| Task prompt |
All lines in the material below that contain "first" should be located and copied.

| Data in this exercise |
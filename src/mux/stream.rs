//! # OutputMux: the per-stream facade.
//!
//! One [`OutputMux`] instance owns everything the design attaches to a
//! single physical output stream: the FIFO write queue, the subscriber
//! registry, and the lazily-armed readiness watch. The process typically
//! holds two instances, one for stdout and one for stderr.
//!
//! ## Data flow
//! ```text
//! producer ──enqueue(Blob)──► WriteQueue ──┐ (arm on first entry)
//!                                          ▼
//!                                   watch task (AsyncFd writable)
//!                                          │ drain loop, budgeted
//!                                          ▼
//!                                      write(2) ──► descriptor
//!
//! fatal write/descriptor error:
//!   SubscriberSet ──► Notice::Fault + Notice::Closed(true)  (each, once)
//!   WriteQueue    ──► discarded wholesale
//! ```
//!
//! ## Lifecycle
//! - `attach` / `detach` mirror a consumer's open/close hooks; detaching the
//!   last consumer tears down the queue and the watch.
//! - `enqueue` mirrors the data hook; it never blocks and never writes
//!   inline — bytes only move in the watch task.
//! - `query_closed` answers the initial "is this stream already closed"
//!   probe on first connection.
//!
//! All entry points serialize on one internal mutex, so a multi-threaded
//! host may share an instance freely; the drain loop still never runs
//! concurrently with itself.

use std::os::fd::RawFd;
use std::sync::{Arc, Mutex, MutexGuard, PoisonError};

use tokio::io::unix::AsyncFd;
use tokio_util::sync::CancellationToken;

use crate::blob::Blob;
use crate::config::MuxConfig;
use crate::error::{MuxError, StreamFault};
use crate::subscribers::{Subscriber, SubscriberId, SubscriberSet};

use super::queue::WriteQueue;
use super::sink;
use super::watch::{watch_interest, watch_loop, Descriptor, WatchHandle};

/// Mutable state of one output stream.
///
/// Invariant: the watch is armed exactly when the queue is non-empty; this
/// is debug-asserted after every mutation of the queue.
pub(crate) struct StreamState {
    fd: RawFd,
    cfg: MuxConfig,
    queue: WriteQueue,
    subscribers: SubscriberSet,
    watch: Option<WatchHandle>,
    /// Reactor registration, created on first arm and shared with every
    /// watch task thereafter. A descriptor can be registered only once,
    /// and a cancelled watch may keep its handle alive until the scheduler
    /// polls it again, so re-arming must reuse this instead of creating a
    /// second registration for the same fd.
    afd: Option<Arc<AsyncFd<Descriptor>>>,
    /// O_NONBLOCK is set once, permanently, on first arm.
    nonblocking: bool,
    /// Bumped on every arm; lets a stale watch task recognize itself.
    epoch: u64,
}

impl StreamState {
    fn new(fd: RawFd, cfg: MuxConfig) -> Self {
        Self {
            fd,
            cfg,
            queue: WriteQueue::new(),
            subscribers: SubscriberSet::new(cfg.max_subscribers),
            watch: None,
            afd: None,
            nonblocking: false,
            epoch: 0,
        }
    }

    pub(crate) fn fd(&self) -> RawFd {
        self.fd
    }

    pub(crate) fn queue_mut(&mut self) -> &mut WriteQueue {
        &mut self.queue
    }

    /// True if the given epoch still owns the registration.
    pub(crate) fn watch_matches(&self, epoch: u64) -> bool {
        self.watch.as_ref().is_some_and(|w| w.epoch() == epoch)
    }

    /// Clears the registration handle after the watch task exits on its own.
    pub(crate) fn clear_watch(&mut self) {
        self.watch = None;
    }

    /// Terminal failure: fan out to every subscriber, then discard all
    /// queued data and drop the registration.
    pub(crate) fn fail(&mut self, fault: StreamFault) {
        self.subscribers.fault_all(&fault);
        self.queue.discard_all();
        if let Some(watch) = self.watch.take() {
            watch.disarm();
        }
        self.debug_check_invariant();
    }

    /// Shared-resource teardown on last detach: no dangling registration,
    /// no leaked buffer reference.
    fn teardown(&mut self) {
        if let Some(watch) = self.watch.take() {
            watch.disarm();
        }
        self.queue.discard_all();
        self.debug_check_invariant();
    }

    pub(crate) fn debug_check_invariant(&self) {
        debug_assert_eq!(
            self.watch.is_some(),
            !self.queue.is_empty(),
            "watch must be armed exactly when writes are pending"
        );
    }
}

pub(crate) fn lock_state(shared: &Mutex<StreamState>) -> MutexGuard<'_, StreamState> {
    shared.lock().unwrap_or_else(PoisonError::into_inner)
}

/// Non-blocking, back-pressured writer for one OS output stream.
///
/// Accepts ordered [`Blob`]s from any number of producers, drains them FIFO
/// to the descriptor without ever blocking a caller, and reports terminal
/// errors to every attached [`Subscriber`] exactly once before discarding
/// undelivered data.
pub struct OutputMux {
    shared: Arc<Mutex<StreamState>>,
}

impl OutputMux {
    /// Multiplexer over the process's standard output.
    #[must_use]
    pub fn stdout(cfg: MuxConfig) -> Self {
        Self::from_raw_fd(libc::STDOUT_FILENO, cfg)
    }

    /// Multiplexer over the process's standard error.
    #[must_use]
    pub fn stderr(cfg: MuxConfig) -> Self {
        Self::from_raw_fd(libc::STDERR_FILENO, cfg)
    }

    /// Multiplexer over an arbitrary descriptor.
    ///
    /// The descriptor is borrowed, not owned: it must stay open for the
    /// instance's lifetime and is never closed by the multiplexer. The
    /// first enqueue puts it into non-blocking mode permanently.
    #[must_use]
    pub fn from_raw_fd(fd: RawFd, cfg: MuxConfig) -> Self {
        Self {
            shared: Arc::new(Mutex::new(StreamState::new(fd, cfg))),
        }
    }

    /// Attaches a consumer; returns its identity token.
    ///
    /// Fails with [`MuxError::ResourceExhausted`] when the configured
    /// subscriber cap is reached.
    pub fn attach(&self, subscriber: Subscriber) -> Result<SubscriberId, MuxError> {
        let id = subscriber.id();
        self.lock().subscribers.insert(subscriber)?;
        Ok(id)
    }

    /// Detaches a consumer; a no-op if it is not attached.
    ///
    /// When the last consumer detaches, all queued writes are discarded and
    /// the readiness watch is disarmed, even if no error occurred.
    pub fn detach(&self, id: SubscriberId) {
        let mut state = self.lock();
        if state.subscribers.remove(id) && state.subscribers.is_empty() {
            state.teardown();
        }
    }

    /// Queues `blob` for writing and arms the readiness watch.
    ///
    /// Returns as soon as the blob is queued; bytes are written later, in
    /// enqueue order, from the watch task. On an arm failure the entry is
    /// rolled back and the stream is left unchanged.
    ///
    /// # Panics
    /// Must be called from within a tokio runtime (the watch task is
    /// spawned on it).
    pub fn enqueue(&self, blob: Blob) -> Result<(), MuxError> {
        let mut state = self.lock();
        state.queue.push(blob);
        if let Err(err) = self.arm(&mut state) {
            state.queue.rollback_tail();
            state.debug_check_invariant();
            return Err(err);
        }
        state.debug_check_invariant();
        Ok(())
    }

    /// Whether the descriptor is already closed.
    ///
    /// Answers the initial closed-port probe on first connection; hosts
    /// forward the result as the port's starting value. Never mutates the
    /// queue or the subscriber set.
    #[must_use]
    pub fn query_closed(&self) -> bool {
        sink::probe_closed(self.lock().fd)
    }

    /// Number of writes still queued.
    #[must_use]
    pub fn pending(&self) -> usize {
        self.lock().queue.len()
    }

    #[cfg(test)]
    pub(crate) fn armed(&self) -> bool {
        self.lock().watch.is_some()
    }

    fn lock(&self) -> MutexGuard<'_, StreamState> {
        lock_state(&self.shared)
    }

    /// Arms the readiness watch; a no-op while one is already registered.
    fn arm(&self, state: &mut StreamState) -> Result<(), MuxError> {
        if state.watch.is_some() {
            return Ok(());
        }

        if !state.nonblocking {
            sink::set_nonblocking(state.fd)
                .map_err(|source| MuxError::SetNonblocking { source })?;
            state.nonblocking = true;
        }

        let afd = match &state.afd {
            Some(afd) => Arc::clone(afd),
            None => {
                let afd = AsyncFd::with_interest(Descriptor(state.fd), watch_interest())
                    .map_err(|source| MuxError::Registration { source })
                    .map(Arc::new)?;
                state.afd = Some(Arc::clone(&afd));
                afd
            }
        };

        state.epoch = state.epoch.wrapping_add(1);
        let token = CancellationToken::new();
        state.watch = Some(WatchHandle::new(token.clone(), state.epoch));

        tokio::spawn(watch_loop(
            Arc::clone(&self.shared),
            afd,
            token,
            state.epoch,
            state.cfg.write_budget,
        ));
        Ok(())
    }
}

| Reply to the task |
//! producer ──enqueue(Blob)──► WriteQueue ──┐ (arm on first entry)
//!   probe on first connection.
    /// Reactor registration, created on first arm and shared with every
    /// O_NONBLOCK is set once, permanently, on first arm.
    /// first enqueue puts it into non-blocking mode permanently.
    /// Answers the initial closed-port probe on first connection; hosts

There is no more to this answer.